[YOUR ASSIGNMENT] For this exercise, copy out each line of the material below that includes "Value".

Start of Block

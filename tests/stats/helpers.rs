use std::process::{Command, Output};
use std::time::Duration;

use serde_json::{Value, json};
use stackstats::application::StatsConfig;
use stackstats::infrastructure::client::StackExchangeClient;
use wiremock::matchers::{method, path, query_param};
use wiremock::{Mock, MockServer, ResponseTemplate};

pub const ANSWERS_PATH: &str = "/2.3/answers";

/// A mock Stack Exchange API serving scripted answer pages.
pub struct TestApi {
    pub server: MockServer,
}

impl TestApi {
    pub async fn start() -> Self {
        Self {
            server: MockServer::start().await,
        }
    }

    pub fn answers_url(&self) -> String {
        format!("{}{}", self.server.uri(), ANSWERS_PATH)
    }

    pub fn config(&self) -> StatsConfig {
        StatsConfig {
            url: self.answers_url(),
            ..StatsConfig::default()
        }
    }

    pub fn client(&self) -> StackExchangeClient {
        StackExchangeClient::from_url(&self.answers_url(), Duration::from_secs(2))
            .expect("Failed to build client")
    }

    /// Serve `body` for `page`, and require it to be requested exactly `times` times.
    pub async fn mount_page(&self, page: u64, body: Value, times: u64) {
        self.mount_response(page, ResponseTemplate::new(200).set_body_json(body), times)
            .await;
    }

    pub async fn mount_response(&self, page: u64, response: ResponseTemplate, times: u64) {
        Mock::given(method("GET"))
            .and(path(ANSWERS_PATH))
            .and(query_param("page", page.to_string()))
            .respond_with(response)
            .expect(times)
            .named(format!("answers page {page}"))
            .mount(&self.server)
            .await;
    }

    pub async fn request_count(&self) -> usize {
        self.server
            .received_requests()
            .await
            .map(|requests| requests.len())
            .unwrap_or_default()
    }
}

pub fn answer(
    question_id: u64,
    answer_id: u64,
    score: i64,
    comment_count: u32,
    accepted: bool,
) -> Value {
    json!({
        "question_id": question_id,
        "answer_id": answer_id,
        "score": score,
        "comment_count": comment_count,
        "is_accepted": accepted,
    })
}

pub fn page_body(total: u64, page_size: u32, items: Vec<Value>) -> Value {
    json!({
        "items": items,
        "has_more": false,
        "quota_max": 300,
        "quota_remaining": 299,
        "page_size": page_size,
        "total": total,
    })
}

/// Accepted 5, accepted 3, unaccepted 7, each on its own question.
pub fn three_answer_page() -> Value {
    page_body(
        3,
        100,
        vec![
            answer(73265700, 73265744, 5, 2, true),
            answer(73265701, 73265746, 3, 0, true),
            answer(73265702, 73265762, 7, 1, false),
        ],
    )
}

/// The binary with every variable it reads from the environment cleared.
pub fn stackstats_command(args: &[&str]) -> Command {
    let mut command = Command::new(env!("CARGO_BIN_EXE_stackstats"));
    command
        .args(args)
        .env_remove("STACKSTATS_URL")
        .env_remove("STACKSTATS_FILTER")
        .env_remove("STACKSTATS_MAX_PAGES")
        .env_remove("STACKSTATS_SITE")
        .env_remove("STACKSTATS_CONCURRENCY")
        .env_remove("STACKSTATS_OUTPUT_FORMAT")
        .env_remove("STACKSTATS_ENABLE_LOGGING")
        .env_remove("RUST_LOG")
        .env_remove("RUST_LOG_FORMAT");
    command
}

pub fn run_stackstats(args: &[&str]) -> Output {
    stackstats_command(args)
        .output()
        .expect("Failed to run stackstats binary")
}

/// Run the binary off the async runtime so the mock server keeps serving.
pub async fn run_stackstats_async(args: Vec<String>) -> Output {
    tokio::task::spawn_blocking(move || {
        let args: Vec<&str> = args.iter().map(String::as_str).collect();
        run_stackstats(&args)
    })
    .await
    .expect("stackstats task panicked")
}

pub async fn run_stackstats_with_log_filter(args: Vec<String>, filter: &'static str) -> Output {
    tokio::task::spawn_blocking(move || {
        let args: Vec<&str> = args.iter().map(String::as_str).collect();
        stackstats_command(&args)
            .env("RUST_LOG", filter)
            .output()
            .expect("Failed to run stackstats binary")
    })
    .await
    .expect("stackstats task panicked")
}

End of Block

[ANSWER BOX]
use serde_json::{Value, json};
    pub async fn mount_page(&self, page: u64, body: Value, times: u64) {
) -> Value {
pub fn page_body(total: u64, page_size: u32, items: Vec<Value>) -> Value {
pub fn three_answer_page() -> Value {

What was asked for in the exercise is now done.